1860: Founded in 1856, Republicans were the LIBERAL party - anti-slavery, pro-expansion, and for free land and internal improvements. Abolitionists were a small part of their base, mostly in New York and New England. The1850s Democratic presidents, Franklin Pierce (1852-56) and James Buchanan (1856-60) were mediocrities known as "doughfaces" - Northern men with Southern (pro-slavery) sympathies. Their job was to maintain the status quo and allow no new "free" states, as that would dilute the South's 22 U.S. Senate bloc. By 1860 that was impossible. John Fremont ran against Buchanan in 1856, losing 1,836,072-1,342,345, with a Whig getting 873,053 votes. The combined anti-Pierce, anti-doughface Democrat vote was 54.6 percent. Antebellum America was over, as was Buchanan who retired. 1860 was all about sectionalism and factionalism. Abraham Lincoln's (R) stated objective was to NOT expand slavery, NOT abolish it where it existed. Two Democrats ran: Northerner Stephen Douglas and Southerner John Breckinridge, plus old Whig John Bell. The vote was 1,865,908 (39.8 percent) for Lincoln, upping Fremont's vote by over 500,000, and 1,380,202-848,019-590,901 for the rest. The Douglas/Breckinridge vote was 47.6, or 2.2 million, 400,000 more than Buchanan's. Had the South gone for Douglas, the Illinois senator would have won. And since Douglas died in 1861, his vice-president, Herschel Johnson of Georgia, would have taken over. Such is fate.
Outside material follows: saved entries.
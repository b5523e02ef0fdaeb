//! Prints ALU results for 10 and 5, then runs the reference script on two
//! cores and queries the jump predicates of the first.

use core16::{
    alu, dec, inc, shl, shr, AluMode, Harness, HarnessConfig, HarnessError, Script, Word,
};
use log as _;
use proptest as _;
use rstest as _;
#[cfg(feature = "serde")]
use serde as _;
use serde_json as _;
use thiserror as _;

fn main() -> Result<(), HarnessError> {
    let a = Word::new(0b0000_0000_0000_1010);
    let b = Word::new(0b0000_0000_0000_0101);

    println!("A + B = {}", alu(a, b, AluMode::ADD));
    println!("A - B = {}", alu(a, b, AluMode::SUB));
    println!("A * B = {}", alu(a, b, AluMode::MUL));
    println!("A / B = {}", alu(a, b, AluMode::DIV));
    println!("INC(A) = {}", inc(a));
    println!("DEC(A) = {}", dec(a));
    println!("SHL(A) = {}", shl(a));
    println!("SHR(A) = {}", shr(a));

    let report = Harness::with_config(&HarnessConfig::default(), &Script::reference()).run()?;
    for entry in &report.transcript {
        println!("{}", entry.notice);
    }

    if let Some(first) = report.core(1) {
        if first.core.jz() {
            println!("Jump to address (Zero flag is set)");
        }
        if first.core.jc() {
            println!("Jump to address (Carry flag is set)");
        }
    }

    Ok(())
}
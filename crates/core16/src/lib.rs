//! Bit-level 16-bit core simulator: gates, ALU, core state, and a
//! lock-serialized multi-core harness.

/// Single-bit boolean primitives.
pub mod logic;

/// Half and full adders.
pub mod adder;
pub use adder::{full_adder, half_adder, AdderOutput};

/// Fixed-width machine word.
pub mod word;
pub use word::{Word, WORD_BITS};

/// Fault taxonomy for instruction and ALU guards.
pub mod fault;
pub use fault::{FaultClass, FaultCode};

/// Sixteen-bit arithmetic logic unit.
pub mod alu;
pub use alu::{alu, alu_checked, dec, inc, ripple_add, shl, shr, AluMode, AluOp, RippleOutput};

/// Architectural core state model primitives.
pub mod state;
pub use state::{GeneralRegister, RegisterFile, StackMemory, GENERAL_REGISTER_COUNT};

/// Public host-facing configuration and observation types.
pub mod api;
pub use api::{
    CoreConfig, CoreSnapshot, HarnessConfig, Notice, TranscriptEntry, DEFAULT_CORE_COUNT,
    DEFAULT_MEMORY_WORDS,
};

/// Shared bus lock.
pub mod sync;
pub use sync::{BusGuard, BusLock};

/// Processor core and instruction methods.
pub mod cpu;
pub use cpu::Core;

/// Instruction dispatch and script execution.
pub mod execute;
pub use execute::{
    run_script, ExecuteOutcome, FenceKind, Instruction, Script, ScriptFault, ScriptReport,
};

/// Multi-core execution harness.
pub mod harness;
pub use harness::{CoreReport, Harness, HarnessError, HarnessReport};

#[cfg(test)]
use proptest as _;
#[cfg(all(test, not(feature = "serde")))]
use serde_json as _;
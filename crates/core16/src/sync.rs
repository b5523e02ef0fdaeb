//! Shared bus lock serializing cores.
//!
//! The lock is an explicit handle rather than process-wide state: every
//! holder clones the same [`BusLock`]. The mutex guards the transcript, which
//! is the only data cores actually share; core state stays private to each
//! worker.

use std::sync::{Arc, Mutex, MutexGuard, PoisonError};

use crate::{Notice, TranscriptEntry};

/// Shared-ownership handle to the single bus mutex.
///
/// The mutex is not reentrant: acquiring it twice on one thread deadlocks.
/// Code that already holds a [`BusGuard`] passes it along instead.
#[derive(Debug, Clone, Default)]
pub struct BusLock {
    inner: Arc<Mutex<Vec<TranscriptEntry>>>,
}

impl BusLock {
    /// Creates a fresh, unlocked bus with an empty transcript.
    #[must_use]
    pub fn new() -> Self {
        Self::default()
    }

    /// Blocks until the bus is free and returns the scoped guard.
    ///
    /// A worker that panicked while holding the bus leaves the transcript
    /// intact, so poisoning is ignored.
    pub fn acquire(&self) -> BusGuard<'_> {
        BusGuard {
            transcript: self.inner.lock().unwrap_or_else(PoisonError::into_inner),
        }
    }

    /// Copies the transcript recorded so far.
    #[must_use]
    pub fn transcript(&self) -> Vec<TranscriptEntry> {
        self.acquire().transcript.clone()
    }

    /// Returns `true` when both handles refer to the same mutex.
    #[must_use]
    pub fn same_bus(&self, other: &Self) -> bool {
        Arc::ptr_eq(&self.inner, &other.inner)
    }
}

/// Proof that the current thread holds the bus. Released on drop.
#[derive(Debug)]
pub struct BusGuard<'a> {
    transcript: MutexGuard<'a, Vec<TranscriptEntry>>,
}

impl BusGuard<'_> {
    /// Logs `notice` and appends it to the transcript under `core_id`.
    pub fn record(&mut self, core_id: usize, notice: Notice) {
        log::info!("[core {core_id}] {notice}");
        self.transcript.push(TranscriptEntry { core_id, notice });
    }

    /// Number of transcript entries recorded so far.
    #[must_use]
    pub fn recorded(&self) -> usize {
        self.transcript.len()
    }
}

#[cfg(test)]
mod tests {
    use super::BusLock;
    use crate::{Notice, TranscriptEntry};

    #[test]
    fn clones_share_one_transcript() {
        let bus = BusLock::new();
        let other = bus.clone();
        assert!(bus.same_bus(&other));
        assert!(!bus.same_bus(&BusLock::new()));

        other.acquire().record(3, Notice::StoreFence);

        assert_eq!(
            bus.transcript(),
            vec![TranscriptEntry {
                core_id: 3,
                notice: Notice::StoreFence,
            }]
        );
    }

    #[test]
    fn guard_releases_on_drop() {
        let bus = BusLock::new();
        {
            let mut guard = bus.acquire();
            guard.record(1, Notice::LoadFence);
            assert_eq!(guard.recorded(), 1);
        }
        let guard = bus.acquire();
        assert_eq!(guard.recorded(), 1);
    }

    #[test]
    fn poisoned_bus_still_yields_transcript() {
        let bus = BusLock::new();
        let worker = bus.clone();
        let outcome = std::thread::spawn(move || {
            let mut guard = worker.acquire();
            guard.record(1, Notice::MemoryFence);
            panic!("worker died holding the bus");
        })
        .join();

        assert!(outcome.is_err());
        assert_eq!(bus.transcript().len(), 1);
    }
}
1824 and 1836: Battle of New Orleans hero Andrew Jackson beat Secretary of Sate John Quincy Adams 151,271-113,122 and 99-84 in electoral votes in 1824, but did not get an electoral majority as two other candidates, Henry Clay and William Crawford got 78 votes. The decision went to the U.S. House, where Clay was speaker. Clay backed Adams, who was chosen. This enraged Jackson and his supporters, who were deemed "ruffians" by effete Easterners (former Federalists). Adams then picked Clay as his secretary of state, sealing what Jackson called a "corrupt bargain." Adams was DOA in 1828, losing to Jackson 642,553-500,987. Turnout exploded from 365,833 to 1,128,018, a threefold increase, with the Jackson vote up by nearly 500,000. Jackson was from The West (Tennessee), which now dominated the new Democratic Party, with the Whigs confined to The East.
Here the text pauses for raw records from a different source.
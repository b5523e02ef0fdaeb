//! Multi-core execution harness.
//!
//! Each core runs on its own OS thread and takes the shared [`BusLock`] for
//! its entire script. Scripts therefore never interleave at instruction
//! level, and each core's transcript block is contiguous. Which core goes
//! first is up to the scheduler.

use std::io;
use std::thread;

use thiserror::Error;

use crate::execute::{run_script, ScriptFault, ScriptReport};
use crate::{BusLock, Core, HarnessConfig, Notice, Script, TranscriptEntry};

/// Failure of a harness run.
#[derive(Debug, Error)]
pub enum HarnessError {
    /// The OS refused to start a worker thread.
    #[error("failed to spawn worker for core {core_id}")]
    Spawn {
        /// One-based core identifier.
        core_id: usize,
        /// Underlying spawn failure.
        #[source]
        source: io::Error,
    },
    /// A worker thread panicked before finishing its script.
    #[error("worker for core {core_id} panicked")]
    WorkerPanicked {
        /// One-based core identifier.
        core_id: usize,
    },
    /// A script stopped on a non-guarded fault.
    #[error("core {core_id}: {source}")]
    Script {
        /// One-based core identifier.
        core_id: usize,
        /// Fault that stopped the script.
        #[source]
        source: ScriptFault,
        /// Reports of the cores that finished, plus the full bus transcript.
        partial: HarnessReport,
    },
}

/// First failure seen while joining, before the partial report exists.
enum Failure {
    Spawn { core_id: usize, source: io::Error },
    Panicked { core_id: usize },
    Script { core_id: usize, source: ScriptFault },
}

impl Failure {
    fn into_error(self, partial: HarnessReport) -> HarnessError {
        match self {
            Self::Spawn { core_id, source } => HarnessError::Spawn { core_id, source },
            Self::Panicked { core_id } => HarnessError::WorkerPanicked { core_id },
            Self::Script { core_id, source } => HarnessError::Script {
                core_id,
                source,
                partial,
            },
        }
    }
}

/// Final state of one core after its script finished.
#[derive(Debug, Clone, PartialEq, Eq)]
pub struct CoreReport {
    /// One-based core identifier.
    pub core_id: usize,
    /// The core as its script left it.
    pub core: Core,
    /// Script accounting.
    pub script: ScriptReport,
}

/// Result of a completed harness run.
#[derive(Debug, Clone, PartialEq, Eq)]
pub struct HarnessReport {
    /// Per-core results ordered by core id.
    pub cores: Vec<CoreReport>,
    /// Every notice recorded on the bus, in lock order.
    pub transcript: Vec<TranscriptEntry>,
}

impl HarnessReport {
    /// Looks up the report for `core_id`.
    #[must_use]
    pub fn core(&self, core_id: usize) -> Option<&CoreReport> {
        self.cores.iter().find(|report| report.core_id == core_id)
    }
}

/// A set of cores bound to scripts, serialized on one bus.
#[derive(Debug, Default)]
pub struct Harness {
    bus: BusLock,
    slots: Vec<(Core, Script)>,
}

impl Harness {
    /// Creates an empty harness on the given bus.
    #[must_use]
    pub const fn new(bus: BusLock) -> Self {
        Self {
            bus,
            slots: Vec::new(),
        }
    }

    /// Creates `config.cores` identical cores, each bound to a copy of
    /// `script`, on a fresh bus.
    #[must_use]
    pub fn with_config(config: &HarnessConfig, script: &Script) -> Self {
        let mut harness = Self::new(BusLock::new());
        for _ in 0..config.cores {
            harness.add_core(Core::with_config(&config.core), script.clone());
        }
        harness
    }

    /// Binds `core` to `script` and returns its one-based core id.
    pub fn add_core(&mut self, core: Core, script: Script) -> usize {
        self.slots.push((core, script));
        self.slots.len()
    }

    /// Number of cores bound so far.
    #[must_use]
    pub fn core_count(&self) -> usize {
        self.slots.len()
    }

    /// The shared bus handle.
    #[must_use]
    pub const fn bus(&self) -> &BusLock {
        &self.bus
    }

    /// Spawns one worker per core and waits for all of them.
    ///
    /// Every worker is joined even when an earlier one failed. A spawn
    /// failure wins; otherwise the first failure in core-id order is
    /// returned. A script fault carries the reports of the cores that did
    /// finish.
    ///
    /// # Errors
    ///
    /// Returns [`HarnessError`] when a worker cannot be spawned, panics, or
    /// its script stops on a non-guarded fault.
    pub fn run(self) -> Result<HarnessReport, HarnessError> {
        let Self { bus, slots } = self;
        let mut workers = Vec::with_capacity(slots.len());
        let mut spawn_error = None;

        for (core_id, (core, script)) in (1..).zip(slots) {
            let worker_bus = bus.clone();
            let spawned = thread::Builder::new()
                .name(format!("core-{core_id}"))
                .spawn(move || run_worker(&worker_bus, core_id, core, &script));
            match spawned {
                Ok(handle) => workers.push((core_id, handle)),
                Err(source) => {
                    spawn_error = Some(Failure::Spawn { core_id, source });
                    break;
                }
            }
        }

        let mut cores = Vec::with_capacity(workers.len());
        let mut first_failure = spawn_error;
        for (core_id, handle) in workers {
            match handle.join() {
                Ok(Ok(report)) => cores.push(report),
                Ok(Err(source)) => {
                    first_failure.get_or_insert(Failure::Script { core_id, source });
                }
                Err(_) => {
                    first_failure.get_or_insert(Failure::Panicked { core_id });
                }
            }
        }

        let report = HarnessReport {
            cores,
            transcript: bus.transcript(),
        };
        match first_failure {
            Some(failure) => Err(failure.into_error(report)),
            None => Ok(report),
        }
    }
}

fn run_worker(
    bus: &BusLock,
    core_id: usize,
    mut core: Core,
    script: &Script,
) -> Result<CoreReport, ScriptFault> {
    let mut guard = bus.acquire();
    guard.record(core_id, Notice::CoreStarted { core_id });
    let report = run_script(&mut core, script, &mut guard, core_id)?;
    drop(guard);

    Ok(CoreReport {
        core_id,
        core,
        script: report,
    })
}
Jackson invented tight-money, paying off the national debt and vetoing funds for road construction and for creating a national bank. He was a pro-slavery/state's rights/ Manifest Destiny Democrat, had no compunction about seizing Indian land or annexing Texas, but would not let South Carolina "nullify" federal laws. His second vice-president was Martin Van Buren, New York's governor, elected in 1832 and heir apparent for 1836. He beat Indian-fighting general William Henry Harrison (Whig) 764,716-550,816, but the Panic of 1837 soon occurred, made worse by no federal bank to make loans and provide liquidity. He was soon "Martin Van Ruin," a victim of Jackson's tightfistedness. In 1840, with a turnout spike from 1,503,534 to 2,411,808 - almost 900,000 - Harrison came back to beat Van Buren 1,275,390-1,128,854.
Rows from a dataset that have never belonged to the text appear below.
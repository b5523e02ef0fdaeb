//! Architectural core state model primitives.

/// Register file types and storage model.
pub mod registers;
/// Word memory and stack pointer.
pub mod stack;

pub use registers::{GeneralRegister, RegisterFile, GENERAL_REGISTER_COUNT};
pub use stack::StackMemory;
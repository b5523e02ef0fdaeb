//! Instruction dispatch and the script execution loop.
//!
//! A script runs under a held [`BusGuard`]: the loop walks an instruction
//! pointer from zero to the end of the script, executing each instruction
//! against one core. Guarded faults (stack overflow/underflow, divide by zero)
//! are logged and counted, then execution continues, matching the core's
//! silent no-op policy. Any other fault stops the script.

mod instruction;

pub use instruction::{FenceKind, Instruction, Script};

use thiserror::Error;

use crate::{BusGuard, Core, FaultCode, Notice};

/// Outcome of executing a single instruction.
#[derive(Debug, Clone, Copy, PartialEq, Eq)]
pub enum ExecuteOutcome {
    /// Instruction retired with no further result.
    Retired,
    /// `JZ`/`JC` evaluated its predicate.
    Predicate {
        /// Whether the jump would be taken.
        taken: bool,
    },
    /// Stub instruction produced a notice.
    Notice(Notice),
}

/// Fault that stopped a script, with the instruction pointer it occurred at.
#[derive(Debug, Clone, Copy, PartialEq, Eq, Error)]
#[error("{} at ip {ip}: {fault}", .instruction.mnemonic())]
pub struct ScriptFault {
    /// Instruction pointer of the faulting instruction.
    pub ip: usize,
    /// The faulting instruction.
    pub instruction: Instruction,
    /// The fault raised.
    pub fault: FaultCode,
}

/// Per-run accounting for one script.
#[derive(Debug, Clone, PartialEq, Eq, Default)]
pub struct ScriptReport {
    /// Instructions executed, including those that hit a guard.
    pub executed: usize,
    /// Guarded faults swallowed along the way, in order.
    pub guarded_faults: Vec<FaultCode>,
    /// `JZ`/`JC` results in program order.
    pub predicates: Vec<bool>,
}

impl Core {
    /// Executes one instruction while the caller holds the bus.
    ///
    /// `LOCK` does not re-acquire the bus here: the held guard already
    /// provides the exclusion it asks for.
    ///
    /// # Errors
    ///
    /// Returns the [`FaultCode`] reported by the instruction. For guarded
    /// faults the core is already in its post-guard state.
    pub fn execute(
        &mut self,
        instruction: Instruction,
        _held: &BusGuard<'_>,
    ) -> Result<ExecuteOutcome, FaultCode> {
        let outcome = match instruction {
            Instruction::Mov { dst, value } => {
                self.mov(dst, value);
                ExecuteOutcome::Retired
            }
            Instruction::Add { dst, src } => {
                self.add(dst, src);
                ExecuteOutcome::Retired
            }
            Instruction::Sub { dst, src } => {
                self.sub(dst, src);
                ExecuteOutcome::Retired
            }
            Instruction::Mul { dst, src } => {
                self.mul(dst, src);
                ExecuteOutcome::Retired
            }
            Instruction::Div { dst, src } => {
                self.div(dst, src)?;
                ExecuteOutcome::Retired
            }
            Instruction::Inc(reg) => {
                self.inc(reg);
                ExecuteOutcome::Retired
            }
            Instruction::Dec(reg) => {
                self.dec(reg);
                ExecuteOutcome::Retired
            }
            Instruction::Shl(reg) => {
                self.shl(reg);
                ExecuteOutcome::Retired
            }
            Instruction::Shr(reg) => {
                self.shr(reg);
                ExecuteOutcome::Retired
            }
            Instruction::Push(reg) => {
                self.push(reg)?;
                ExecuteOutcome::Retired
            }
            Instruction::Pop(reg) => {
                self.pop(reg)?;
                ExecuteOutcome::Retired
            }
            Instruction::Xchg(a, b) => {
                self.xchg(a, b);
                ExecuteOutcome::Retired
            }
            Instruction::Cmpxchg(a, b) => {
                self.cmpxchg(a, b);
                ExecuteOutcome::Retired
            }
            Instruction::Jmp(address) => {
                self.jmp(address)?;
                ExecuteOutcome::Retired
            }
            Instruction::Jz => ExecuteOutcome::Predicate { taken: self.jz() },
            Instruction::Jc => ExecuteOutcome::Predicate { taken: self.jc() },
            Instruction::Lock => ExecuteOutcome::Notice(Notice::BusLocked),
            Instruction::Cli => ExecuteOutcome::Notice(Notice::InterruptFlagCleared),
            Instruction::Sti => ExecuteOutcome::Notice(Notice::InterruptFlagSet),
            Instruction::Fence(FenceKind::Store) => ExecuteOutcome::Notice(Notice::StoreFence),
            Instruction::Fence(FenceKind::Load) => ExecuteOutcome::Notice(Notice::LoadFence),
            Instruction::Fence(FenceKind::Memory) => ExecuteOutcome::Notice(Notice::MemoryFence),
        };
        Ok(outcome)
    }
}

/// Runs `script` to completion on `core` under the held bus.
///
/// Notices are recorded in the bus transcript under `core_id`.
///
/// # Errors
///
/// Returns [`ScriptFault`] for the first non-guarded fault; instructions
/// after it do not run.
pub fn run_script(
    core: &mut Core,
    script: &Script,
    guard: &mut BusGuard<'_>,
    core_id: usize,
) -> Result<ScriptReport, ScriptFault> {
    let mut report = ScriptReport::default();
    let mut ip = 0;

    while let Some(instruction) = script.get(ip) {
        match core.execute(instruction, guard) {
            Ok(ExecuteOutcome::Retired) => {}
            Ok(ExecuteOutcome::Predicate { taken }) => report.predicates.push(taken),
            Ok(ExecuteOutcome::Notice(notice)) => guard.record(core_id, notice),
            Err(fault) if fault.is_guarded() => {
                log::debug!(
                    "[core {core_id}] {} at ip {ip}: {fault}, ignored",
                    instruction.mnemonic()
                );
                report.guarded_faults.push(fault);
            }
            Err(fault) => {
                let fault = ScriptFault {
                    ip,
                    instruction,
                    fault,
                };
                log::warn!("[core {core_id}] script stopped: {fault}");
                return Err(fault);
            }
        }
        report.executed += 1;
        ip += 1;
    }

    Ok(report)
}
use kurbo::Size;

use crate::foundation::error::{BackdropError, BackdropResult};
use crate::raster::FrameRGBA;
use crate::scene::{Scene, to_svg};

/// Largest raster edge accepted, in pixels.
pub const MAX_DIM: u32 = 16_384;

/// Pixel dimensions for a CSS viewport, rounded up.
pub fn raster_size(viewport: Size) -> BackdropResult<(u32, u32)> {
    fn to_px(v: f64) -> BackdropResult<u32> {
        if !v.is_finite() || v <= 0.0 {
            return Err(BackdropError::render(format!("invalid raster extent {v}")));
        }
        let px = v.ceil().max(1.0);
        if px > f64::from(MAX_DIM) {
            return Err(BackdropError::render(format!(
                "raster extent {px} exceeds {MAX_DIM}"
            )));
        }
        Ok(px as u32)
    }
    Ok((to_px(viewport.width)?, to_px(viewport.height)?))
}

/// Rasterize a scene frozen at `t_s` seconds into premultiplied RGBA8.
pub fn rasterize_scene(scene: &Scene, viewport: Size, t_s: f64) -> BackdropResult<FrameRGBA> {
    let (width, height) = raster_size(viewport)?;
    let svg = to_svg(&scene.at_time(t_s), Size::new(f64::from(width), f64::from(height)));
    rasterize_svg(&svg, width, height)
}

pub fn rasterize_svg(svg: &str, width: u32, height: u32) -> BackdropResult<FrameRGBA> {
    let opts = usvg::Options::default();
    let tree = usvg::Tree::from_str(svg, &opts)
        .map_err(|e| BackdropError::render(format!("parse generated svg: {e}")))?;

    let mut pixmap = resvg::tiny_skia::Pixmap::new(width, height)
        .ok_or_else(|| BackdropError::render("failed to allocate svg pixmap"))?;

    let sx = width as f32 / tree.size().width();
    let sy = height as f32 / tree.size().height();
    resvg::render(
        &tree,
        resvg::tiny_skia::Transform::from_scale(sx, sy),
        &mut pixmap.as_mut(),
    );

    Ok(FrameRGBA {
        width,
        height,
        data: pixmap.data().to_vec(),
        premultiplied: true,
    })
}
1912: William Howard Taft (R) was the only one-term president to lose because of a party ideological split. He won 7,662,258-6,406,801 over Bryan in 1908, succeeding Teddy Roosevelt (R). But Taft governed as a stand-pat conservative, not promulgating his predecessor's policies of trust-busting, workers' rights and product safety. Roosevelt ran as a Progressive in 1912, got 4,119,207 votes to Taft's 3,486,333, thereby electing liberal Woodrow Wilson (D), with 6,293,152, or 41.8 percent. The combined Roosevelt-Taft vote was 50.6 percent, but the combined liberal/progressive vote, adding 900,369 for the Socialist, was 75.2 percent. Republicans were deemed dead. But they rebounded in 1916, losing to Wilson by only 9,126,300-8,546,789. Wilson won only because he "kept us out of war" before Nov. 2016.

Trump faces a similar situation. He must keep Americans out of a medical catastrophe before June 2020. He cannot allow tens of thousands of people to be hospitalized in tents and America's way of life as we now know it to grind to a halt, along with trillions of dollars in vanished wealth. Trump lost against Clinton in the popular vote 65,853,514-62,984,828 in 2016, winning narrowly in Florida, Michigan, Wisconsin and Iowa. He has no margin for error in 2020. He stands on the precipice of being the next Donald Hoover Van Ruin.